**PROMPT:** Scan the records below and report how many lines include the string "CatalogPorts"; the number alone will do.

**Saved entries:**

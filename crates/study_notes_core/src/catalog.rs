//! crates/study_notes_core/src/catalog.rs
//!
//! The note catalog: owns the note list and the favorites set, recomputes the
//! visible notes after every change and publishes them to subscribers.

use chrono::{DateTime, Utc};
use std::sync::Arc;
use tokio::sync::watch;
use tracing::{debug, info, warn};
use uuid::Uuid;

use crate::category::Category;
use crate::domain::{DeleteRequest, FavoriteMark, Identity, NewNote, Note, NoteDraft, UploadFile};
use crate::error::{CatalogError, DraftField, ValidationError};
use crate::features::{FavoritesMode, FeatureConfig};
use crate::filter::{compute_visible, FavoriteSet};
use crate::ports::{FavoriteTable, NoteTable, ObjectStore, PortError};

//=========================================================================================
// Views and Ports
//=========================================================================================

/// One card of the note grid.
#[derive(Debug, Clone, PartialEq, Eq)]
pub struct NoteCard {
    pub note: Note,
    pub is_favorite: bool,
}

/// A snapshot of everything the presentation layer renders.
#[derive(Debug, Clone, PartialEq, Eq, Default)]
pub struct CatalogView {
    pub viewer: Option<Identity>,
    pub categories: Vec<Category>,
    pub category: Category,
    pub search_term: String,
    /// Set while an upload or delete is in flight.
    pub busy: bool,
    pub can_manage: bool,
    pub total_notes: usize,
    pub cards: Vec<NoteCard>,
}

/// The table and storage collaborators the catalog talks to.
#[derive(Clone)]
pub struct CatalogPorts {
    pub notes: Arc<dyn NoteTable>,
    pub favorites: Arc<dyn FavoriteTable>,
    pub store: Arc<dyn ObjectStore>,
}

#[derive(Debug, Clone, Copy, PartialEq, Eq)]
pub enum FavoriteToggle {
    Added,
    Removed,
}

#[derive(Debug, Clone, Copy, PartialEq, Eq)]
pub enum DeleteOutcome {
    Deleted,
    /// The user declined the confirmation; nothing was touched.
    Cancelled,
}

/// A completed mutation together with the note reload that followed it.
/// A failed reload leaves the previous list in place.
#[derive(Debug, Clone, PartialEq, Eq)]
pub struct Reloaded<T> {
    pub value: T,
    pub refresh: Result<(), CatalogError>,
}

//=========================================================================================
// Upload and Delete Pipelines
//=========================================================================================

/// An upload form with every required field present.
#[derive(Debug, Clone)]
pub struct ValidDraft {
    pub title: String,
    pub subject: String,
    pub file: UploadFile,
}

/// Checks that title, subject and file are all present.
pub fn validate_draft(draft: NoteDraft) -> Result<ValidDraft, ValidationError> {
    let title = draft.title.trim().to_string();
    let subject = draft.subject.trim().to_string();
    let file = draft
        .file
        .filter(|f| !f.file_name.trim().is_empty() && !f.bytes.is_empty());

    let mut missing = Vec::new();
    if title.is_empty() {
        missing.push(DraftField::Title);
    }
    if subject.is_empty() {
        missing.push(DraftField::Subject);
    }
    match file {
        Some(file) if missing.is_empty() => Ok(ValidDraft { title, subject, file }),
        Some(_) => Err(ValidationError { missing }),
        None => {
            missing.push(DraftField::File);
            Err(ValidationError { missing })
        }
    }
}

/// Builds the storage name for an uploaded file: `<unix millis>_<original name>`,
/// with path components dropped and unsafe characters replaced.
pub fn object_name_for(file_name: &str, now: DateTime<Utc>) -> String {
    let base = file_name
        .rsplit(&['/', '\\'][..])
        .next()
        .unwrap_or_default()
        .trim();
    let mut cleaned: String = base
        .chars()
        .map(|c| if c.is_ascii_alphanumeric() || matches!(c, '.' | '-' | '_') { c } else { '_' })
        .collect();
    if cleaned.trim_matches('.').is_empty() {
        cleaned = "file".to_string();
    }
    format!("{}_{}", now.timestamp_millis(), cleaned)
}

/// The stored object's name: the trailing path segment of its public URL.
pub fn object_name_from_url(file_url: &str) -> Option<&str> {
    let path = file_url.split(&['?', '#'][..]).next().unwrap_or_default();
    path.trim_end_matches('/')
        .rsplit('/')
        .next()
        .filter(|name| !name.is_empty() && !name.contains(':'))
}

/// Stores the file, resolves its public address and inserts the note row.
///
/// Every step's failure ends the pipeline. A file stored before a failed insert
/// is left in place.
pub async fn publish_note(
    store: &dyn ObjectStore,
    notes: &dyn NoteTable,
    draft: NoteDraft,
) -> Result<Note, CatalogError> {
    let draft = validate_draft(draft)?;
    let object_name = object_name_for(&draft.file.file_name, Utc::now());

    store
        .store(&object_name, draft.file.bytes, draft.file.content_type.as_deref())
        .await?;
    let file_url = store.public_url(&object_name);

    let note = notes
        .insert(NewNote {
            title: draft.title,
            subject: draft.subject,
            file_url,
        })
        .await?;
    info!(note_id = %note.id, object = %object_name, "Published note");
    Ok(note)
}

/// Removes the stored file, then the note row. A failure in the second step
/// does not restore the file.
pub async fn remove_note(
    store: &dyn ObjectStore,
    notes: &dyn NoteTable,
    id: Uuid,
    file_url: &str,
) -> Result<(), CatalogError> {
    let object_name = object_name_from_url(file_url)
        .ok_or_else(|| PortError::NotFound(format!("No stored object in '{file_url}'")))?;
    store.remove(object_name).await?;
    notes.delete(id).await?;
    info!(note_id = %id, object = %object_name, "Removed note");
    Ok(())
}

//=========================================================================================
// The Catalog Engine
//=========================================================================================

pub struct CatalogEngine {
    ports: CatalogPorts,
    features: FeatureConfig,
    notes: Vec<Note>,
    favorites: FavoriteSet,
    category: Category,
    search_term: String,
    viewer: Option<Identity>,
    busy: bool,
    view_tx: watch::Sender<CatalogView>,
}

impl CatalogEngine {
    pub fn new(ports: CatalogPorts, features: FeatureConfig) -> Self {
        let (view_tx, _) = watch::channel(CatalogView::default());
        let engine = Self {
            ports,
            features,
            notes: Vec::new(),
            favorites: FavoriteSet::new(),
            category: Category::All,
            search_term: String::new(),
            viewer: None,
            busy: false,
            view_tx,
        };
        engine.publish();
        engine
    }

    /// Receives a fresh [`CatalogView`] after every change.
    pub fn subscribe(&self) -> watch::Receiver<CatalogView> {
        self.view_tx.subscribe()
    }

    pub fn features(&self) -> &FeatureConfig {
        &self.features
    }

    pub fn notes(&self) -> &[Note] {
        &self.notes
    }

    pub fn note(&self, id: Uuid) -> Option<&Note> {
        self.notes.iter().find(|n| n.id == id)
    }

    pub fn favorites(&self) -> &FavoriteSet {
        &self.favorites
    }

    pub fn category(&self) -> Category {
        self.category
    }

    pub fn search_term(&self) -> &str {
        &self.search_term
    }

    pub fn is_busy(&self) -> bool {
        self.busy
    }

    pub fn visible(&self) -> Vec<&Note> {
        compute_visible(&self.notes, &self.favorites, self.category, &self.search_term)
    }

    pub fn view(&self) -> CatalogView {
        let cards = self
            .visible()
            .into_iter()
            .map(|note| NoteCard {
                is_favorite: self.favorites.contains(note.id),
                note: note.clone(),
            })
            .collect();
        CatalogView {
            viewer: self.viewer.clone(),
            categories: self.features.categories(),
            category: self.category,
            search_term: self.search_term.clone(),
            busy: self.busy,
            can_manage: self.require_admin().is_ok(),
            total_notes: self.notes.len(),
            cards,
        }
    }

    fn publish(&self) {
        self.view_tx.send_replace(self.view());
    }

    //--- Local UI state -------------------------------------------------------------------

    pub fn select_category(&mut self, category: Category) -> Result<(), CatalogError> {
        if !self.features.offers(category) {
            return Err(CatalogError::CategoryUnavailable(category));
        }
        self.category = category;
        self.publish();
        Ok(())
    }

    pub fn set_search_term(&mut self, term: impl Into<String>) {
        self.search_term = term.into();
        self.publish();
    }

    /// Records who is looking at the catalog. Called by the session gate.
    pub fn set_viewer(&mut self, viewer: Option<Identity>) {
        self.viewer = viewer;
        self.publish();
    }

    /// Forgets the favorites held in memory. Remote marks are untouched.
    pub fn clear_favorites(&mut self) {
        self.favorites.clear();
        if self.category == Category::Favorites {
            self.category = Category::All;
        }
        self.publish();
    }

    //--- Loading --------------------------------------------------------------------------

    /// Replaces the note list with the table's contents. On failure the
    /// previous list stays in place and the error is returned for display.
    pub async fn load_notes(&mut self) -> Result<(), CatalogError> {
        match self.ports.notes.list_newest_first().await {
            Ok(mut notes) => {
                notes.sort_by(|a, b| b.created_at.cmp(&a.created_at));
                debug!(count = notes.len(), "Loaded notes");
                self.notes = notes;
                self.publish();
                Ok(())
            }
            Err(e) => {
                warn!(error = %e, cached = self.notes.len(), "Failed to load notes, keeping the cached list");
                Err(e.into())
            }
        }
    }

    /// Replaces the favorites set with the user's marks. Marks pointing at
    /// deleted notes are dropped.
    pub async fn load_favorites(&mut self, user_id: Uuid) -> Result<(), CatalogError> {
        if self.features.favorites != FavoritesMode::Synced {
            return Ok(());
        }
        let rows = self.ports.favorites.list_for_user(user_id).await?;
        let total = rows.len();
        let live: Vec<Note> = rows.into_iter().filter_map(|row| row.note).collect();
        if live.len() < total {
            debug!(dropped = total - live.len(), "Ignoring favorites of deleted notes");
        }
        self.favorites.replace(live);
        self.publish();
        Ok(())
    }

    //--- Mutations ------------------------------------------------------------------------

    /// Marks or unmarks a note. In synced mode the local change is applied
    /// first and reverted if the remote write fails.
    pub async fn toggle_favorite(&mut self, note_id: Uuid) -> Result<FavoriteToggle, CatalogError> {
        let user_id = match self.features.favorites {
            FavoritesMode::Disabled => return Err(CatalogError::Unauthorized("favorites are disabled")),
            FavoritesMode::Local => None,
            FavoritesMode::Synced => Some(
                self.viewer
                    .as_ref()
                    .map(|v| v.user_id)
                    .ok_or(CatalogError::Unauthorized("sign in to save favorites"))?,
            ),
        };

        if let Some(previous) = self.favorites.remove(note_id) {
            self.publish();
            if let Some(user_id) = user_id {
                let mark = FavoriteMark { user_id, note_id };
                if let Err(e) = self.ports.favorites.delete(mark).await {
                    warn!(error = %e, %note_id, "Failed to remove favorite, restoring it");
                    self.favorites.insert(previous);
                    self.publish();
                    return Err(e.into());
                }
            }
            return Ok(FavoriteToggle::Removed);
        }

        let note = self
            .note(note_id)
            .cloned()
            .ok_or(CatalogError::UnknownNote(note_id))?;
        self.favorites.insert(note);
        self.publish();
        if let Some(user_id) = user_id {
            let mark = FavoriteMark { user_id, note_id };
            if let Err(e) = self.ports.favorites.insert(mark).await {
                warn!(error = %e, %note_id, "Failed to add favorite, reverting");
                self.favorites.remove(note_id);
                self.publish();
                return Err(e.into());
            }
        }
        Ok(FavoriteToggle::Added)
    }

    /// Uploads a new note and reloads the list.
    pub async fn upload(&mut self, draft: NoteDraft) -> Result<Reloaded<Note>, CatalogError> {
        self.require_admin()?;
        self.set_busy(true);
        let result = publish_note(self.ports.store.as_ref(), self.ports.notes.as_ref(), draft).await;
        self.set_busy(false);
        let note = result?;
        let refresh = self.load_notes().await;
        Ok(Reloaded { value: note, refresh })
    }

    /// Deletes a note and its stored file, then reloads the list.
    pub async fn delete_note(&mut self, request: DeleteRequest) -> Result<Reloaded<DeleteOutcome>, CatalogError> {
        self.require_admin()?;
        if !request.confirmed {
            return Ok(Reloaded {
                value: DeleteOutcome::Cancelled,
                refresh: Ok(()),
            });
        }
        self.set_busy(true);
        let result = remove_note(
            self.ports.store.as_ref(),
            self.ports.notes.as_ref(),
            request.id,
            &request.file_url,
        )
        .await;
        self.set_busy(false);
        // Reload regardless: a half-finished delete may still have removed the row.
        let refresh = self.load_notes().await;
        result?;
        Ok(Reloaded {
            value: DeleteOutcome::Deleted,
            refresh,
        })
    }

    fn set_busy(&mut self, busy: bool) {
        self.busy = busy;
        self.publish();
    }

    fn require_admin(&self) -> Result<&Identity, CatalogError> {
        if !self.features.admin_panel {
            return Err(CatalogError::Unauthorized("the admin panel is disabled"));
        }
        match &self.viewer {
            Some(identity) if identity.is_admin() => Ok(identity),
            Some(_) => Err(CatalogError::Unauthorized("only admins can manage notes")),
            None => Err(CatalogError::Unauthorized("sign in as an admin to manage notes")),
        }
    }
}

**ANSWER TO THIS EXERCISE:** 3